Even good lovers can fall into bad habits sometimes. These six habits may signal that you're missing out, when you could be blissing out, during sex. Changing them can get your sex life humming again.

You Don't Like Your Lover to Offer Tips

It's key to tell your lover what you like or want sexually. But people often ignore an "elephant in the room" -- an unspoken problem, preference, or dislike. The longer you avoid it, the bigger impact it will have.

Why do lovers avoid honesty? "They worry the other person will think they're a freak or will start to cry or feel criticized," says Madeleine M. Castellanos, MD. She is a psychiatrist at the Albert Einstein College of Medicine who specializes in sex therapy.

Fix: "Be open to your lover's suggestions," she says. Listen and respect their ideas instead of getting mad or upset. 

Castellanos suggests checking in every 6 months or so, because sexuality evolves over time. Ask yourselves: Are we happy with our sex life? What should we add to it? Is there a big deal out there we haven't talked about?

You're a Distracted Lover

That's not you, reaching across the sheets to check your smartphone, is it? A sign of good sex is being totally in the moment -- mind and body.

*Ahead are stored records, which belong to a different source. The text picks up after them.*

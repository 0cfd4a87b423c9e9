//! Persisted list of filterable fields shown to screening clients.

use std::fs;
use std::path::{Path, PathBuf};

use serde::{Deserialize, Serialize};
use serde_json::{Map, Value};
use thiserror::Error;
use tracing::{info, warn};

use crate::dataset::DatasetKind;

pub const FILTER_CONFIG_VERSION: u32 = 2;

#[derive(Debug, Error)]
pub enum FilterConfigError {
    #[error("filter field #{index} is invalid: {reason}")]
    InvalidField { index: usize, reason: String },

    #[error("failed to write filter config {}: {source}", path.display())]
    Write {
        path: PathBuf,
        #[source]
        source: std::io::Error,
    },

    #[error("failed to serialize filter config: {0}")]
    Serialize(#[from] serde_json::Error),
}

/// One filterable field. Extra keys (units, formatting hints) are preserved.
#[derive(Debug, Clone, PartialEq, Serialize, Deserialize)]
pub struct FilterField {
    pub key: String,
    pub label: String,
    #[serde(rename = "type")]
    pub kind: DatasetKind,
    #[serde(flatten)]
    pub extra: Map<String, Value>,
}

#[derive(Debug, Serialize)]
struct FilterConfigDocument<'a> {
    version: u32,
    data: &'a [FilterField],
}

#[derive(Debug, Clone)]
pub struct FilterConfigStore {
    path: PathBuf,
}

impl FilterConfigStore {
    pub fn new(path: impl Into<PathBuf>) -> Self {
        Self { path: path.into() }
    }

    pub fn path(&self) -> &Path {
        &self.path
    }

    /// Stored fields; a missing or unreadable file reads as an empty list.
    pub fn load(&self) -> Vec<FilterField> {
        let contents = match fs::read_to_string(&self.path) {
            Ok(contents) => contents,
            Err(error) if error.kind() == std::io::ErrorKind::NotFound => return Vec::new(),
            Err(error) => {
                warn!(path = %self.path.display(), error = %error, "failed to read filter config");
                return Vec::new();
            }
        };

        match serde_json::from_str::<Value>(&contents) {
            Ok(document) => migrate(document),
            Err(error) => {
                warn!(path = %self.path.display(), error = %error, "filter config is not valid JSON");
                Vec::new()
            }
        }
    }

    /// Validates and writes `fields`, replacing the stored list.
    pub fn save(&self, fields: &[Value]) -> Result<Vec<FilterField>, FilterConfigError> {
        let fields = fields
            .iter()
            .enumerate()
            .map(|(index, raw)| parse_field(index, raw.clone()))
            .collect::<Result<Vec<_>, _>>()?;

        let document = FilterConfigDocument {
            version: FILTER_CONFIG_VERSION,
            data: &fields,
        };
        let bytes = serde_json::to_vec_pretty(&document)?;

        let write_error = |source| FilterConfigError::Write {
            path: self.path.clone(),
            source,
        };
        if let Some(parent) = self.path.parent() {
            fs::create_dir_all(parent).map_err(write_error)?;
        }
        fs::write(&self.path, bytes).map_err(write_error)?;

        info!(path = %self.path.display(), fields = fields.len(), "saved filter config");
        Ok(fields)
    }
}

fn parse_field(index: usize, raw: Value) -> Result<FilterField, FilterConfigError> {
    let invalid = |reason: &str| FilterConfigError::InvalidField {
        index,
        reason: reason.to_owned(),
    };

    let Value::Object(mut fields) = raw else {
        return Err(invalid("expected an object"));
    };
    if !fields.get("key").is_some_and(Value::is_string) {
        return Err(invalid("`key` must be a string"));
    }
    if !fields.get("label").is_some_and(Value::is_string) {
        return Err(invalid("`label` must be a string"));
    }
    fields
        .entry("type")
        .or_insert_with(|| Value::String(DatasetKind::Fundamental.as_str().to_owned()));

    serde_json::from_value(Value::Object(fields)).map_err(|error| invalid(&error.to_string()))
}

/// Upgrades a stored document. Version 1 had no `type`; its fields are fundamental.
fn migrate(document: Value) -> Vec<FilterField> {
    let (version, items) = match document {
        Value::Object(mut map) => {
            let version = map.get("version").and_then(Value::as_u64).unwrap_or(1);
            match map.remove("data") {
                Some(Value::Array(items)) => (version, items),
                _ => (version, Vec::new()),
            }
        }
        Value::Array(items) => (1, items),
        _ => (1, Vec::new()),
    };

    items
        .into_iter()
        .enumerate()
        .filter_map(|(index, mut item)| {
            if version < u64::from(FILTER_CONFIG_VERSION) {
                if let Value::Object(fields) = &mut item {
                    fields
                        .entry("type")
                        .or_insert_with(|| Value::String(DatasetKind::Fundamental.as_str().to_owned()));
                }
            }
            match serde_json::from_value::<FilterField>(item) {
                Ok(field) => Some(field),
                Err(error) => {
                    warn!(index, error = %error, "skipping invalid filter field");
                    None
                }
            }
        })
        .collect()
}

"It's important to set a scene that's non-interruptive," says Pepper Schwartz, PhD, professor of sociology at the University of Washington.

Fix: "Don't leave your phone on. Don't check email. Don’t send texts. Don't be a mommy who won't lock the door," Schwartz says. If your mind wanders, zero in on how you're being touched or refocus on your breathing.

You Don't Give and Take

Is your orgasm your only goal? Do you like to receive oral sex but not give it? (Or vice-versa?)

It's one thing if you and your partner don't need everything in bed to be equal. "Not everyone likes oral sex, for example," Castellanos says. "But if you're not doing something because you can't be bothered or are selfish, that's more problematic."

Fix: It's best to give and to receive. "Sexual pleasure requires balancing selfishness with unselfish giving," she says.